Regression adjustment is the simplest and most common tool. It works great when the outcome model is correctly specified. But it’s fragile to functional form misspecification — fitting a line when the truth is curved introduces bias even when all confounders are observed.

This is why alternatives like IPW and entropy balancing exist: they avoid modeling the outcome entirely. And doubly robust methods hedge both bets.


In Stata

* Basic regression adjustment
reg outcome treatment x1 x2

* Stata's teffects version (potential outcomes framework)
teffects ra (outcome x1 x2) (treatment)

* Lin (2013) fix: interact treatment with demeaned covariates
* (robust to functional form misspecification)
foreach var of varlist x1 x2 {
    sum `var', meanonly
    gen `var'_dm = `var' - r(mean)
}
reg outcome treatment c.treatment#c.(x1_dm x2_dm) x1 x2

Plain reg outcome treatment x1 x2 and teffects ra give the same point estimate under linearity. The Lin (2013) interaction approach is safer when you’re unsure about functional form.


Did you know?

  • Regression adjustment is so natural that most applied researchers use it without thinking of it as a “method.” But Freedman (2008) showed that even in randomized experiments, regression adjustment can be biased in finite samples if the model is wrong — the linear adjustment can introduce bias that wasn’t there.
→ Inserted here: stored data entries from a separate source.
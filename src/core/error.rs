//! Error taxonomy shared by documents, traces and run results

use serde::{Deserialize, Serialize};
use std::fmt;
use thiserror::Error;

/// Errors raised while loading or building a pipeline graph
///
/// Any of these fails the whole load; a graph is never partially built.
#[derive(Debug, Error)]
pub enum DocumentError {
    #[error("Pipeline JSON is malformed: {0}")]
    Json(#[from] serde_json::Error),

    #[error("Failed to read pipeline document: {0}")]
    Io(#[from] std::io::Error),

    #[error("Pipeline document must be an object keyed by node name")]
    NotAnObject,

    #[error("Pipeline document contains no nodes")]
    Empty,

    #[error("Node '{node}' references non-existent node '{target}'")]
    DanglingReference { node: String, target: String },

    #[error("Node '{node}' has unsupported {field} kind '{kind}'")]
    UnsupportedNodeKind {
        node: String,
        field: &'static str,
        kind: String,
    },

    #[error("Node '{node}' is invalid: {message}")]
    InvalidNode { node: String, message: String },
}

impl DocumentError {
    pub fn invalid(node: &str, message: impl Into<String>) -> Self {
        DocumentError::InvalidNode {
            node: node.to_string(),
            message: message.into(),
        }
    }

    pub fn kind(&self) -> Option<ErrorKind> {
        match self {
            DocumentError::DanglingReference { .. } => Some(ErrorKind::DanglingReference),
            DocumentError::UnsupportedNodeKind { .. } => Some(ErrorKind::UnsupportedNodeKind),
            _ => None,
        }
    }
}

/// Error kinds reported in traces and run results
#[derive(Debug, Clone, Copy, PartialEq, Eq, Hash, Serialize, Deserialize)]
pub enum ErrorKind {
    /// Model or asset missing or failed to load
    ResourceUnavailable,
    /// Recognition backend crashed or returned garbage
    RecognizerBackendError,
    /// No match within the node's budget
    RecognitionFailed,
    DanglingReference,
    UnsupportedNodeKind,
    ControllerLost,
    ControllerBusy,
    ControllerUnresponsive,
    ControllerRejected,
    UnsupportedOnPlatform,
    /// A dispatched action failed; never retried
    ActionError,
    NodeTimeout,
    NoViableNext,
    /// The run visited more nodes than `max_steps`
    StepLimitExceeded,
}

impl ErrorKind {
    /// Whether the engine may absorb this error into a node's retry budget
    pub fn is_attempt_scoped(&self) -> bool {
        matches!(
            self,
            ErrorKind::RecognitionFailed
                | ErrorKind::ControllerRejected
                | ErrorKind::ControllerUnresponsive
        )
    }
}

impl fmt::Display for ErrorKind {
    fn fmt(&self, f: &mut fmt::Formatter<'_>) -> fmt::Result {
        fmt::Debug::fmt(self, f)
    }
}
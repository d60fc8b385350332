//! Pipeline graph
//!
//! A [`PipelineGraph`] is an immutable, validated set of named nodes. Every
//! `next` entry and every node-name target resolves to a node in the same
//! graph; loading fails as a whole otherwise.

use crate::core::{
    document::NodeDocument,
    error::DocumentError,
    node::{Action, PipelineNode, Recognition, Target},
};
use serde::Deserialize;
use std::collections::{BTreeMap, BTreeSet};
use std::path::Path;

/// A validated pipeline definition
#[derive(Debug, Clone, PartialEq)]
pub struct PipelineGraph {
    nodes: BTreeMap<String, PipelineNode>,
}

impl PipelineGraph {
    /// Build a graph from nodes, validating references and per-node consistency
    pub fn new(nodes: BTreeMap<String, PipelineNode>) -> Result<Self, DocumentError> {
        let graph = Self { nodes };
        graph.validate()?;
        Ok(graph)
    }

    /// Build from `(name, node)` pairs
    pub fn from_nodes<I, S>(nodes: I) -> Result<Self, DocumentError>
    where
        I: IntoIterator<Item = (S, PipelineNode)>,
        S: Into<String>,
    {
        Self::new(nodes.into_iter().map(|(k, v)| (k.into(), v)).collect())
    }

    /// Parse a pipeline document
    pub fn from_json(json: &str) -> Result<Self, DocumentError> {
        let value: serde_json::Value = serde_json::from_str(json)?;
        Self::from_value(value)
    }

    /// Build from an already parsed document
    pub fn from_value(value: serde_json::Value) -> Result<Self, DocumentError> {
        let object = match value {
            serde_json::Value::Object(object) => object,
            _ => return Err(DocumentError::NotAnObject),
        };
        if object.is_empty() {
            return Err(DocumentError::Empty);
        }

        let mut nodes = BTreeMap::new();
        for (name, body) in object {
            if !body.is_object() {
                return Err(DocumentError::invalid(&name, "node must be a JSON object"));
            }
            let doc = NodeDocument::deserialize(body)
                .map_err(|e| DocumentError::invalid(&name, e.to_string()))?;
            let node = doc.into_node(&name)?;
            nodes.insert(name, node);
        }

        Self::new(nodes)
    }

    /// Load a pipeline document from disk
    pub fn from_file<P: AsRef<Path>>(path: P) -> Result<Self, DocumentError> {
        let content = std::fs::read_to_string(path)?;
        Self::from_json(&content)
    }

    /// Document form of the graph
    pub fn to_value(&self) -> serde_json::Value {
        let object: serde_json::Map<String, serde_json::Value> = self
            .nodes
            .iter()
            .map(|(name, node)| {
                let doc = NodeDocument::from_node(node);
                let value = serde_json::to_value(doc).unwrap_or(serde_json::Value::Null);
                (name.clone(), value)
            })
            .collect();
        serde_json::Value::Object(object)
    }

    /// Pretty-printed pipeline document
    pub fn to_json(&self) -> String {
        // Serializing a `Value` cannot fail
        serde_json::to_string_pretty(&self.to_value()).unwrap_or_default()
    }

    pub fn node(&self, name: &str) -> Option<&PipelineNode> {
        self.nodes.get(name)
    }

    pub fn contains(&self, name: &str) -> bool {
        self.nodes.contains_key(name)
    }

    pub fn nodes(&self) -> impl Iterator<Item = (&str, &PipelineNode)> {
        self.nodes.iter().map(|(k, v)| (k.as_str(), v))
    }

    pub fn node_names(&self) -> impl Iterator<Item = &str> {
        self.nodes.keys().map(String::as_str)
    }

    pub fn len(&self) -> usize {
        self.nodes.len()
    }

    pub fn is_empty(&self) -> bool {
        self.nodes.is_empty()
    }

    /// The only node no `next` list points at, if there is exactly one
    pub fn default_entry(&self) -> Option<&str> {
        let referenced: BTreeSet<&str> = self
            .nodes
            .values()
            .flat_map(|node| node.next.iter().map(String::as_str))
            .collect();

        let mut roots = self.node_names().filter(|name| !referenced.contains(name));
        match (roots.next(), roots.next()) {
            (Some(root), None) => Some(root),
            _ => None,
        }
    }

    /// Check references and per-node consistency
    pub fn validate(&self) -> Result<(), DocumentError> {
        if self.nodes.is_empty() {
            return Err(DocumentError::Empty);
        }

        for (name, node) in &self.nodes {
            if name.is_empty() {
                return Err(DocumentError::invalid(name, "node name cannot be empty"));
            }

            for target in &node.next {
                if !self.nodes.contains_key(target) {
                    return Err(DocumentError::DanglingReference {
                        node: name.clone(),
                        target: target.clone(),
                    });
                }
            }

            for target in node.action.targets() {
                match target {
                    Target::Node(other) if !self.nodes.contains_key(other) => {
                        return Err(DocumentError::DanglingReference {
                            node: name.clone(),
                            target: other.clone(),
                        });
                    }
                    Target::MatchRegion if !node.recognition.yields_region() => {
                        return Err(DocumentError::invalid(
                            name,
                            format!(
                                "{} targets the matched region but {} recognition yields none",
                                node.action.kind(),
                                node.recognition.kind()
                            ),
                        ));
                    }
                    _ => {}
                }
            }

            Self::validate_node(name, node)?;
        }

        Ok(())
    }

    fn validate_node(name: &str, node: &PipelineNode) -> Result<(), DocumentError> {
        match &node.recognition {
            Recognition::DirectHit => {}
            Recognition::Ocr {
                expected, threshold, ..
            } => {
                if expected.is_empty() {
                    return Err(DocumentError::invalid(name, "OCR requires non-empty 'expected'"));
                }
                check_threshold(name, *threshold)?;
            }
            Recognition::TemplateMatch {
                templates,
                threshold,
                ..
            } => {
                if templates.is_empty() || templates.iter().any(String::is_empty) {
                    return Err(DocumentError::invalid(name, "TemplateMatch requires 'template'"));
                }
                check_threshold(name, *threshold)?;
            }
        }

        match &node.action {
            Action::KeyCombo { keys } if keys.is_empty() => {
                Err(DocumentError::invalid(name, "KeyCombo requires at least one key"))
            }
            Action::Scroll { dx: 0, dy: 0 } => {
                Err(DocumentError::invalid(name, "Scroll requires a non-zero 'dx' or 'dy'"))
            }
            Action::Click { button, .. }
            | Action::DoubleClick { button, .. }
            | Action::LongPress { button, .. }
                if *button > 2 =>
            {
                Err(DocumentError::invalid(
                    name,
                    format!("button must be 0, 1 or 2, got {}", button),
                ))
            }
            _ => Ok(()),
        }
    }
}

fn check_threshold(node: &str, threshold: Option<f64>) -> Result<(), DocumentError> {
    match threshold {
        Some(t) if !(0.0..=1.0).contains(&t) => Err(DocumentError::invalid(
            node,
            format!("threshold must be within 0..=1, got {}", t),
        )),
        _ => Ok(()),
    }
}
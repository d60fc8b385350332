//! Persistence layer for run history and pipeline documents

pub mod documents;
#[cfg(feature = "sqlite")]
pub mod store;

pub use documents::{DocumentStore, SaveTarget, StoreError};
#[cfg(feature = "sqlite")]
pub use store::SqliteRunStore;

pub use crate::core::ExecutionStatus;
use crate::core::{ErrorKind, FinalState, RunResult};
use anyhow::Result;
use chrono::{DateTime, Utc};
use serde::{Deserialize, Serialize};
use std::collections::HashMap;
use tokio::sync::RwLock;
use uuid::Uuid;

/// Summary of a finished run
#[derive(Debug, Clone, PartialEq, Serialize, Deserialize)]
pub struct RunSummary {
    pub run_id: Uuid,

    pub pipeline_name: String,

    pub controller_id: String,

    /// Node the run started from
    pub entry: String,

    pub status: ExecutionStatus,

    /// Node the failure is attributed to
    pub failed_node: Option<String>,

    pub error_kind: Option<ErrorKind>,

    /// Trace entries recorded
    pub steps: usize,

    pub started_at: DateTime<Utc>,

    pub finished_at: DateTime<Utc>,
}

/// Trait for persistence backends
#[async_trait::async_trait]
pub trait PersistenceBackend: Send + Sync {
    /// Save a run summary, replacing one with the same id
    async fn save_run(&self, run: &RunSummary) -> Result<()>;

    /// Load a run by ID
    async fn load_run(&self, run_id: Uuid) -> Result<Option<RunSummary>>;

    /// Runs of one pipeline, newest first
    async fn list_runs(&self, pipeline_name: &str) -> Result<Vec<RunSummary>>;

    /// Most recent runs across all pipelines, newest first
    async fn recent_runs(&self, limit: usize) -> Result<Vec<RunSummary>>;

    /// All pipeline names with recorded runs
    async fn list_pipelines(&self) -> Result<Vec<String>>;
}

/// In-memory persistence (for testing or ephemeral use)
#[derive(Default)]
pub struct InMemoryPersistence {
    runs: RwLock<HashMap<Uuid, RunSummary>>,
}

impl InMemoryPersistence {
    pub fn new() -> Self {
        Self::default()
    }
}

fn newest_first(runs: &mut [RunSummary]) {
    runs.sort_by(|a, b| b.started_at.cmp(&a.started_at));
}

#[async_trait::async_trait]
impl PersistenceBackend for InMemoryPersistence {
    async fn save_run(&self, run: &RunSummary) -> Result<()> {
        self.runs.write().await.insert(run.run_id, run.clone());
        Ok(())
    }

    async fn load_run(&self, run_id: Uuid) -> Result<Option<RunSummary>> {
        Ok(self.runs.read().await.get(&run_id).cloned())
    }

    async fn list_runs(&self, pipeline_name: &str) -> Result<Vec<RunSummary>> {
        let mut runs: Vec<_> = self
            .runs
            .read()
            .await
            .values()
            .filter(|r| r.pipeline_name == pipeline_name)
            .cloned()
            .collect();
        newest_first(&mut runs);
        Ok(runs)
    }

    async fn recent_runs(&self, limit: usize) -> Result<Vec<RunSummary>> {
        let mut runs: Vec<_> = self.runs.read().await.values().cloned().collect();
        newest_first(&mut runs);
        runs.truncate(limit);
        Ok(runs)
    }

    async fn list_pipelines(&self) -> Result<Vec<String>> {
        let mut names: Vec<String> = self
            .runs
            .read()
            .await
            .values()
            .map(|r| r.pipeline_name.clone())
            .collect();
        names.sort();
        names.dedup();
        Ok(names)
    }
}

/// Create a summary from a run result
pub fn create_summary(result: &RunResult) -> RunSummary {
    let (failed_node, error_kind) = match &result.final_state {
        FinalState::Failed { node, kind, .. } => (Some(node.clone()), Some(*kind)),
        FinalState::Succeeded | FinalState::Cancelled => (None, None),
    };

    RunSummary {
        run_id: result.run_id,
        pipeline_name: result.pipeline_name.clone(),
        controller_id: result.controller_id.clone(),
        entry: result.entry.clone(),
        status: result.status(),
        failed_node,
        error_kind,
        steps: result.trace.len(),
        started_at: result.started_at,
        finished_at: result.finished_at,
    }
}
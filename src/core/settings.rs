//! Engine settings from YAML
//!
//! Every field has a default, so an empty document (or no file at all) is a
//! valid configuration.

use anyhow::{Context, Result};
use serde::{Deserialize, Serialize};
use std::path::{Path, PathBuf};
use std::time::Duration;

/// Engine-wide defaults and limits, all durations in milliseconds
#[derive(Debug, Clone, PartialEq, Serialize, Deserialize)]
#[serde(default)]
pub struct EngineSettings {
    /// Recognition budget for nodes without `timeout`
    pub default_timeout_ms: u64,

    /// Interval between recognition attempts for nodes without `rate_limit`
    pub default_rate_limit_ms: u64,

    /// Ceiling on the attempt count derived from timeout and interval
    pub max_attempts: u32,

    pub default_pre_delay_ms: u64,

    pub default_post_delay_ms: u64,

    /// Node visits allowed per run, bounds cycles in the graph
    pub max_steps: usize,

    /// Hard limit on any single controller call
    pub controller_call_timeout_ms: u64,

    /// Limit on OCR model initialization
    pub model_load_timeout_ms: u64,

    /// Limit on one recognition inference, model loading excluded
    pub recognition_timeout_ms: u64,

    pub click_hold_ms: u64,

    pub double_click_interval_ms: u64,

    /// LongPress hold time when the node has no `duration`
    pub long_press_ms: u64,

    pub key_hold_ms: u64,

    pub long_key_hold_ms: u64,

    /// Root for `template` paths
    pub template_dir: Option<PathBuf>,

    pub ocr: OcrSettings,

    pub adb: AdbSettings,
}

impl Default for EngineSettings {
    fn default() -> Self {
        Self {
            default_timeout_ms: 20_000,
            default_rate_limit_ms: 1_000,
            max_attempts: 100,
            default_pre_delay_ms: 200,
            default_post_delay_ms: 200,
            max_steps: 1_000,
            controller_call_timeout_ms: 10_000,
            model_load_timeout_ms: 120_000,
            recognition_timeout_ms: 30_000,
            click_hold_ms: 50,
            double_click_interval_ms: 100,
            long_press_ms: 1_000,
            key_hold_ms: 50,
            long_key_hold_ms: 1_000,
            template_dir: None,
            ocr: OcrSettings::default(),
            adb: AdbSettings::default(),
        }
    }
}

/// Tesseract backend options
#[derive(Debug, Clone, PartialEq, Eq, Serialize, Deserialize)]
#[serde(default)]
pub struct OcrSettings {
    pub tesseract_path: PathBuf,
    pub language: String,
}

impl Default for OcrSettings {
    fn default() -> Self {
        Self {
            tesseract_path: PathBuf::from("tesseract"),
            language: "eng".to_string(),
        }
    }
}

/// ADB transport options
#[derive(Debug, Clone, PartialEq, Eq, Serialize, Deserialize)]
#[serde(default)]
pub struct AdbSettings {
    pub adb_path: PathBuf,
}

impl Default for AdbSettings {
    fn default() -> Self {
        Self {
            adb_path: PathBuf::from("adb"),
        }
    }
}

impl EngineSettings {
    /// Load settings from a YAML file
    pub fn from_file<P: AsRef<Path>>(path: P) -> Result<Self> {
        let path = path.as_ref();
        let content = std::fs::read_to_string(path)
            .with_context(|| format!("Failed to read settings file {}", path.display()))?;
        Self::from_yaml(&content)
    }

    /// Parse settings from a YAML string
    pub fn from_yaml(yaml: &str) -> Result<Self> {
        let settings: EngineSettings = if yaml.trim().is_empty() {
            EngineSettings::default()
        } else {
            serde_yaml::from_str(yaml)?
        };
        settings.validate()?;
        Ok(settings)
    }

    /// Load from `path` when given, defaults otherwise
    pub fn load_or_default(path: Option<&Path>) -> Result<Self> {
        match path {
            Some(path) => Self::from_file(path),
            None => Ok(Self::default()),
        }
    }

    /// Validate the settings
    pub fn validate(&self) -> Result<()> {
        if self.default_rate_limit_ms == 0 {
            anyhow::bail!("default_rate_limit_ms must be greater than zero");
        }
        if self.max_attempts == 0 {
            anyhow::bail!("max_attempts must be at least 1");
        }
        if self.max_steps == 0 {
            anyhow::bail!("max_steps must be at least 1");
        }
        if self.controller_call_timeout_ms == 0 {
            anyhow::bail!("controller_call_timeout_ms must be greater than zero");
        }
        if self.recognition_timeout_ms == 0 {
            anyhow::bail!("recognition_timeout_ms must be greater than zero");
        }
        Ok(())
    }

    pub fn controller_call_timeout(&self) -> Duration {
        Duration::from_millis(self.controller_call_timeout_ms)
    }

    pub fn model_load_timeout(&self) -> Duration {
        Duration::from_millis(self.model_load_timeout_ms)
    }

    pub fn recognition_timeout(&self) -> Duration {
        Duration::from_millis(self.recognition_timeout_ms)
    }

    /// Template root, falling back to the current directory
    pub fn template_root(&self) -> PathBuf {
        self.template_dir
            .clone()
            .unwrap_or_else(|| PathBuf::from("."))
    }
}
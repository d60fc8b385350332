//! Execution state models

use crate::core::error::ErrorKind;
use serde::{Deserialize, Serialize};
use std::fmt;

/// Overall run status, as kept in run history
#[derive(Debug, Clone, Copy, PartialEq, Eq, Serialize, Deserialize)]
pub enum ExecutionStatus {
    /// Run has not started
    Pending,
    /// Run is in progress
    Running,
    /// Run reached a terminal node
    Completed,
    /// Run ended with an error
    Failed,
    /// Run was cancelled by the caller
    Cancelled,
}

impl ExecutionStatus {
    pub fn as_str(&self) -> &'static str {
        match self {
            ExecutionStatus::Pending => "Pending",
            ExecutionStatus::Running => "Running",
            ExecutionStatus::Completed => "Completed",
            ExecutionStatus::Failed => "Failed",
            ExecutionStatus::Cancelled => "Cancelled",
        }
    }

    pub fn parse(s: &str) -> Option<Self> {
        match s {
            "Pending" => Some(ExecutionStatus::Pending),
            "Running" => Some(ExecutionStatus::Running),
            "Completed" => Some(ExecutionStatus::Completed),
            "Failed" => Some(ExecutionStatus::Failed),
            "Cancelled" => Some(ExecutionStatus::Cancelled),
            _ => None,
        }
    }
}

impl fmt::Display for ExecutionStatus {
    fn fmt(&self, f: &mut fmt::Formatter<'_>) -> fmt::Result {
        f.write_str(self.as_str())
    }
}

/// State of the run state machine
#[derive(Debug, Clone, PartialEq, Eq)]
pub enum RunState {
    /// About to evaluate `node`
    Pending { node: String },
    /// Capturing and recognizing for `node`
    Recognizing { node: String, attempt: u32 },
    /// Recognition matched, dispatching the action
    Acting { node: String },
    /// Outcome recorded, choosing successors
    Advancing { node: String },
    Succeeded,
    Failed { node: String, kind: ErrorKind },
    Cancelled,
}

impl RunState {
    pub fn is_terminal(&self) -> bool {
        matches!(
            self,
            RunState::Succeeded | RunState::Failed { .. } | RunState::Cancelled
        )
    }

    pub fn node(&self) -> Option<&str> {
        match self {
            RunState::Pending { node }
            | RunState::Recognizing { node, .. }
            | RunState::Acting { node }
            | RunState::Advancing { node }
            | RunState::Failed { node, .. } => Some(node),
            RunState::Succeeded | RunState::Cancelled => None,
        }
    }

    /// Whether moving to `next` is a legal transition
    pub fn can_transition_to(&self, next: &RunState) -> bool {
        use RunState::*;

        if self.is_terminal() {
            return false;
        }
        match (self, next) {
            (_, Cancelled) => true,
            (Pending { .. }, Recognizing { .. }) => true,
            (Pending { .. }, Failed { .. }) => true,
            (Recognizing { .. }, Recognizing { .. }) => true,
            (Recognizing { .. }, Acting { .. }) => true,
            (Recognizing { .. }, Advancing { .. }) => true,
            (Recognizing { .. }, Failed { .. }) => true,
            (Acting { .. }, Advancing { .. }) => true,
            (Acting { .. }, Failed { .. }) => true,
            (Advancing { .. }, Pending { .. }) => true,
            (Advancing { .. }, Succeeded) => true,
            (Advancing { .. }, Failed { .. }) => true,
            _ => false,
        }
    }
}

impl fmt::Display for RunState {
    fn fmt(&self, f: &mut fmt::Formatter<'_>) -> fmt::Result {
        match self {
            RunState::Pending { node } => write!(f, "Pending({})", node),
            RunState::Recognizing { node, attempt } => {
                write!(f, "Recognizing({}, attempt {})", node, attempt)
            }
            RunState::Acting { node } => write!(f, "Acting({})", node),
            RunState::Advancing { node } => write!(f, "Advancing({})", node),
            RunState::Succeeded => f.write_str("Succeeded"),
            RunState::Failed { node, kind } => write!(f, "Failed({}, {})", node, kind),
            RunState::Cancelled => f.write_str("Cancelled"),
        }
    }
}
Lin (2013) showed how to fix this: interact the treatment indicator with all covariates, and the resulting estimator is asymptotically unbiased regardless of the true functional form.

  • The vulnerability of regression to functional form is a key motivation for semiparametric and nonparametric methods. Instead of assuming \(E[Y \mid X] = \alpha + \beta X\) (which might be wrong), methods like kernel regression or series estimation let the data determine the shape.